In a world where the only real representation of Gay men in the media were The Village People, Dick Emery characters, John Inman (Mr Humphries in Are You Being Served) and Larry Grayson, Tom's stance was "This is me, this is what I believe.  Take it or leave it.  But you might want to think about for a second".
The bands support of organisations such as Rock Against Racism also brought them attention as a posturing, political band.  And most importantly, they believed it and had something to say.
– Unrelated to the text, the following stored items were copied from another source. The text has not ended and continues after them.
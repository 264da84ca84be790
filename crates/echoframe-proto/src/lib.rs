//! Wire format for the echoframe WebSocket engine.
//!
//! A frame is a 2-byte base header, an optional 16- or 64-bit extended
//! length, an optional 4-byte masking key and the payload. Decoding is a
//! pull-based operation over a [`bytes::BytesMut`] buffer: it consumes
//! nothing until a whole frame is buffered, so the caller can keep appending
//! socket reads and retry.
//!
//! # Security
//!
//! The declared payload length is checked against the configured maximum as
//! soon as the length field is readable, before any payload buffer exists.
//! Reserved bits, reserved opcodes, fragmented or oversized control frames
//! and masking-direction violations are all rejected at the frame level.
#![forbid(unsafe_code)]
#![warn(missing_docs)]

pub mod close;
pub mod errors;
pub mod flags;
pub mod frame;
pub mod header;
pub mod mask;
pub mod message;
pub mod opcodes;

pub use close::{CloseCode, CloseInfo};
pub use errors::{ProtocolError, Result};
pub use flags::FrameFlags;
pub use frame::{Frame, FrameCodec, Role};
pub use header::FrameHeader;
pub use mask::apply_mask;
pub use message::{Message, MessageKind};
pub use opcodes::Opcode;
//! Error types for the wire codec.

use thiserror::Error;

/// Errors produced while reading or writing extended JSON.
#[non_exhaustive]
#[derive(Debug, Error)]
pub enum WireError {
    /// Input bytes are not valid extended JSON
    #[error("extended JSON parse failed at byte {offset} (line {line}, column {column}): {reason}")]
    Parse {
        offset: usize,
        line: usize,
        column: usize,
        reason: String,
    },

    /// Writing a value tree failed
    #[error("extended JSON serialization failed: {reason}")]
    Serialize { reason: String },
}

impl WireError {
    /// Builds a parse error from a `serde_json` failure, resolving its
    /// line/column position into a byte offset of `input`.
    pub(crate) fn from_json(input: &[u8], err: &serde_json::Error) -> Self {
        let (line, column) = (err.line(), err.column());
        WireError::Parse {
            offset: byte_offset(input, line, column),
            line,
            column,
            reason: reason_of(err),
        }
    }

    /// Byte offset of a parse failure
    pub fn offset(&self) -> Option<usize> {
        match self {
            WireError::Parse { offset, .. } => Some(*offset),
            _ => None,
        }
    }

    /// Check if this error is a parse failure
    pub fn is_parse_error(&self) -> bool {
        matches!(self, WireError::Parse { .. })
    }
}

/// Strips serde_json's trailing " at line X column Y", which the offset
/// fields already carry.
fn reason_of(err: &serde_json::Error) -> String {
    let message = err.to_string();
    match message.rfind(" at line ") {
        Some(idx) if err.line() > 0 => message[..idx].to_string(),
        _ => message,
    }
}

/// Converts a 1-based line and column into a 0-based byte offset.
fn byte_offset(input: &[u8], line: usize, column: usize) -> usize {
    if line == 0 {
        return 0;
    }
    let line_start = if line == 1 {
        0
    } else {
        input
            .iter()
            .enumerate()
            .filter(|(_, b)| **b == b'\n')
            .nth(line - 2)
            .map_or(input.len(), |(idx, _)| idx + 1)
    };
    (line_start + column.saturating_sub(1)).min(input.len())
}

impl From<WireError> for crate::Error {
    fn from(err: WireError) -> Self {
        crate::Error::Wire(err)
    }
}
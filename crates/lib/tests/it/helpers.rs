//! Shared fixtures for the integration tests.

use std::collections::HashMap;

use chrono::{DateTime, NaiveDate, TimeZone, Utc};
use fauna_wire::{Record, RefV, Value};

/// A document exercising every tag and container shape.
pub const REFERENCE_DOCUMENT: &str = r#"
{
    "Ref": {
        "@ref": "classes/spells/42"
    },
    "Any": "any value",
    "Date": { "@date": "1970-01-03" },
    "Time":  { "@ts": "1970-01-01T00:00:00.000000005Z" },
    "LiteralObj":  { "@obj": {"@name": "@Jhon" } },
    "tagged": "TaggedString",
    "Str": "Jhon Knows",
    "Num": 31,
    "Float": 31.1,
    "Boolean": true,
    "IntArr": [1, 2, 3],
    "ObjArr": [{"Nested": "object1"}, {"Nested": "object2"}],
    "Matrix": [[1, 2], [3, 4]],
    "Map": {
        "key": "value"
    },
    "Object": {
        "Nested": "object"
    },
    "Null": null
}
"#;

#[derive(Debug, Clone, PartialEq, Default, Record)]
pub struct Nested {
    #[fauna("Nested")]
    pub nested: String,
}

impl Nested {
    pub fn new(nested: &str) -> Self {
        Self {
            nested: nested.to_string(),
        }
    }
}

/// Host form of [`REFERENCE_DOCUMENT`].
#[derive(Debug, Clone, PartialEq, Record)]
pub struct Reference {
    #[fauna("NonExistingField")]
    pub non_existing_field: i64,
    #[fauna("-")]
    pub non_public_field: i64,
    #[fauna("tagged")]
    pub tagged_string: String,
    #[fauna("Any")]
    pub any: Value,
    #[fauna("Ref", required)]
    pub reference: RefV,
    #[fauna("Date")]
    pub date: DateTime<Utc>,
    #[fauna("Time")]
    pub time: DateTime<Utc>,
    #[fauna("LiteralObj")]
    pub literal_obj: HashMap<String, String>,
    #[fauna("Str")]
    pub str: String,
    #[fauna("Num")]
    pub num: i64,
    #[fauna("Float")]
    pub float: f64,
    #[fauna("Boolean")]
    pub boolean: bool,
    #[fauna("IntArr")]
    pub int_arr: Vec<i64>,
    #[fauna("ObjArr")]
    pub obj_arr: Vec<Nested>,
    #[fauna("Matrix")]
    pub matrix: Vec<Vec<i64>>,
    #[fauna("Map")]
    pub map: HashMap<String, String>,
    #[fauna("Object")]
    pub object: Nested,
    #[fauna("Null")]
    pub null: Option<Box<Nested>>,
}

/// The value [`REFERENCE_DOCUMENT`] decodes to.
pub fn reference_record() -> Reference {
    Reference {
        non_existing_field: 0,
        non_public_field: 0,
        tagged_string: "TaggedString".to_string(),
        any: Value::from("any value"),
        reference: RefV::new("classes/spells/42"),
        date: Utc.with_ymd_and_hms(1970, 1, 3, 0, 0, 0).unwrap(),
        time: Utc.timestamp_opt(0, 5).unwrap(),
        literal_obj: HashMap::from([("@name".to_string(), "@Jhon".to_string())]),
        str: "Jhon Knows".to_string(),
        num: 31,
        float: 31.1,
        boolean: true,
        int_arr: vec![1, 2, 3],
        obj_arr: vec![Nested::new("object1"), Nested::new("object2")],
        matrix: vec![vec![1, 2], vec![3, 4]],
        map: HashMap::from([("key".to_string(), "value".to_string())]),
        object: Nested::new("object"),
        null: None,
    }
}

pub fn epoch_plus_two_days() -> NaiveDate {
    NaiveDate::from_ymd_opt(1970, 1, 3).unwrap()
}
Their debut album was released in 1978, and contained none of the previous singles - what it did contain was 10 tracks of Clash/Jam-esque rock, with stabs of The Stranglers (from Ambler's Hammond, and Robinson's sometimes snarling vocal), infused with energy, fury, disillusionment, hope and the offer of empowerment.
(The US version added the 2 singles and 4 tracks from the EP, turning it into a virtual double album, as does the CD re-issue).
Production duties fell to Chris Thomas, who repeated the previous trick he performed with Sex Pistols 'Never Mind The Bollocks' by delivering a seriously solid, sonically robust, Rock album.

There aren't too many stronger "in yer face" album openers than "Up Against The Wall", "Grey Cortina" keeps the momentum up and never lets up until the closing track "Power In The Darkness".
Other stand-out tracks are "Long Hot Summer" and "The Winter Of 79" where Tom predicts an apolyptic future.  From the expanded edition, the pub-sing-a-long of "Martin" is an audience pleaser, and "Don't Take No For An Answer" is a bittersweet recounting of a failed deal with Kinks mainman Ray Davies.
And entirely fitting with the underlying theme of the album, songs, and Tom Robinson's outlook, there is also a fine reading of Bob Dylan's "I Shall Be Released"

A Second album would follow in 1979 ('TRB Two'), but without Mark Ambler or Dolphin Taylor it didn't have "it", and the band fell apart.
Tom continued in music, but his focus shifted towards Human Rights and activism, being involved in Rock Against Racism, Amnesty International.  In parallel he became a radio presenter, and can now be heard on 6Music.